Center to focus on causes of autism
Archived article from Nov 30, 2001
By Steve Manas
The National Institute of Environmental Health Sciences and the U.S. Environmental Protection Agency (EPA) have awarded the Environmental and Occupational Health Sciences Institute (EOHSI) a $5 million, five-year grant to establish a new Center for Childhood Neurotoxicology and Exposure Assessment. The overarching work of researchers will be to determine the influence of environmental exposures to neurotoxicants on child neurological health and development.
The announcement was made Nov. 16 by EPA Administrator Christine Todd Whitman at EOHSI.
"I am pleased to have the chance to be here today because it indicates the importance of protecting and caring for our children all year long and well into the future," Whitman said. "This center - along with 11 others around the country - will continue to perform and apply research that can help shed light on the links between the environment and the health of our children."
Autism and related disabilities will be the center's focus, according to George Lambert, its director. Autism is a lifelong disability, usually diagnosed in the first three years of life, that affects normal development and results in difficulties with behavior, social interaction and communications skills.
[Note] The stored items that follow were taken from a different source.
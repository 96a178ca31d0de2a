//! 连接池统计

use serde::Serialize;
use std::sync::atomic::{AtomicU64, Ordering};

use crate::types::DataSourceKey;

/// 连接池计数器
#[derive(Debug, Default)]
pub(crate) struct PoolCounters {
    pub(crate) created: AtomicU64,
    pub(crate) closed: AtomicU64,
    pub(crate) evicted: AtomicU64,
    pub(crate) checkouts: AtomicU64,
    pub(crate) checkout_timeouts: AtomicU64,
    pub(crate) validation_failures: AtomicU64,
}

impl PoolCounters {
    pub(crate) fn incr(counter: &AtomicU64) {
        counter.fetch_add(1, Ordering::Relaxed);
    }

    pub(crate) fn load(counter: &AtomicU64) -> u64 {
        counter.load(Ordering::Relaxed)
    }
}

/// 连接池状态快照
#[derive(Debug, Clone, PartialEq, Eq, Serialize)]
pub struct PoolStats {
    /// 数据源键
    pub key: DataSourceKey,
    /// 已借出的连接数
    pub active: u32,
    /// 空闲连接数
    pub idle: u32,
    /// 最大活动连接数
    pub max_active: u32,
    /// 累计创建的连接数
    pub total_created: u64,
    /// 累计关闭的连接数
    pub total_closed: u64,
    /// 累计被空闲回收的连接数
    pub total_evicted: u64,
    /// 累计成功借出次数
    pub total_checkouts: u64,
    /// 等待超时次数
    pub checkout_timeouts: u64,
    /// 校验失败次数
    pub validation_failures: u64,
    /// 是否已关闭
    pub closed: bool,
}
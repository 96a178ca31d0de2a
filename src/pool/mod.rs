//! 连接池模块
//!
//! 每个数据源对应一个独立的有界连接池。驱动相关的建连、校验和关闭由
//! [`ConnectionManager`] 完成，连接池只负责名额、等待、校验时机和空闲回收

pub mod connection;
pub mod manager;
pub mod memory;
pub mod pool;
pub mod stats;
mod eviction;
#[cfg(any(
    feature = "sqlite-support",
    feature = "postgres-support",
    feature = "mysql-support"
))]
pub mod sqlx_manager;

// 重新导出主要的公共类型和结构体
pub use connection::PooledConnection;
pub use manager::{ConnectionManager, ConnectionManagerFactory};
pub use memory::{MemoryConnection, MemoryConnectionManager};
pub use pool::ConnectionPool;
pub use stats::PoolStats;
#[cfg(any(
    feature = "sqlite-support",
    feature = "postgres-support",
    feature = "mysql-support"
))]
pub use sqlx_manager::SqlxConnectionManager;
#[cfg(feature = "sqlite-support")]
pub use sqlx_manager::SqliteConnectionManager;
#[cfg(feature = "postgres-support")]
pub use sqlx_manager::PostgresConnectionManager;
#[cfg(feature = "mysql-support")]
pub use sqlx_manager::MySqlConnectionManager;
The condition knows no racial, ethnic or social boundaries, but is four to five times more prevalent in males than in females.
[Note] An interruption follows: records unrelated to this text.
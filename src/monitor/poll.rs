use std::fs;
use std::path::{Path, PathBuf};

/// Derives progress from how many artifacts the kernel has written so far.
///
/// The kernel writes a fixed number of artifacts per input unit, so the
/// completed count is `artifacts / artifacts_per_unit`, capped at the job's
/// unit count. Directory listings race with the writer; a sample lower than
/// the last one is never reported.
#[derive(Debug)]
pub struct FolderPollMonitor {
    output_dir: PathBuf,
    extension: String,
    artifacts_per_unit: usize,
    unit_count: usize,
    completed: usize,
}

impl FolderPollMonitor {
    pub fn new(
        output_dir: impl Into<PathBuf>,
        extension: impl Into<String>,
        artifacts_per_unit: usize,
        unit_count: usize,
    ) -> Self {
        Self {
            output_dir: output_dir.into(),
            extension: extension.into(),
            artifacts_per_unit: artifacts_per_unit.max(1),
            unit_count,
            completed: 0,
        }
    }

    pub fn completed(&self) -> usize {
        self.completed
    }

    /// Samples the output directory once. Returns the new count only when it grew.
    pub fn tick(&mut self) -> Option<usize> {
        if !self.output_dir.is_dir() {
            return None;
        }
        let artifacts = count_with_extension(&self.output_dir, &self.extension);
        let units = (artifacts / self.artifacts_per_unit).min(self.unit_count);
        if units > self.completed {
            self.completed = units;
            Some(units)
        } else {
            None
        }
    }
}

/// Counts regular files in `dir` whose extension matches, ignoring case.
/// Unreadable directories and entries count as zero.
pub fn count_with_extension(dir: &Path, extension: &str) -> usize {
    let Ok(entries) = fs::read_dir(dir) else {
        return 0;
    };
    entries
        .filter_map(Result::ok)
        .filter(|entry| entry.file_type().is_ok_and(|t| t.is_file()))
        .filter(|entry| has_extension(&entry.path(), extension))
        .count()
}

pub(crate) fn has_extension(path: &Path, extension: &str) -> bool {
    path.extension()
        .and_then(|e| e.to_str())
        .is_some_and(|e| e.eq_ignore_ascii_case(extension))
}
Autism occurs in an estimated one in 500 individuals; some preliminary studies suggest that it may occur as often as one in every 150.
"The mission of the center is to improve environmental and public health of children through research, assessment, treatment and outreach," Lambert, a pediatric toxicologist, said. "Our objectives are to understand, detect, prevent and solve environmental health problems as they relate to children.
"We hope to fulfill these by promoting and supporting interdisciplinary research, working with community advocacy groups, including The New Jersey Center for Outreach and Services for the Autism Community Inc., the Douglass Developmental Disabilities Center and the Eden Institute, and distributing results to the public through publications, conferences and community outreach."
The center comprises three main project areas. The Basic Sciences Project will examine facets of brain development, beginning with nerve cell formation and growth, and proceeding to overall behavior of the organism. The Clinical Sciences Project will draw on interaction with community groups to explore links between environmental chemicals that may alter brain function and regional brain growth. The Exposure Assessment and Intervention Project, led by Paul Lioy, associate director of EOHSI, will characterize the personal, residential and general community of exposure of children.
EOHSI is a joint program of Rutgers and the University of Medicine and Dentistry of New Jersey--Robert Wood Johnson Medical School.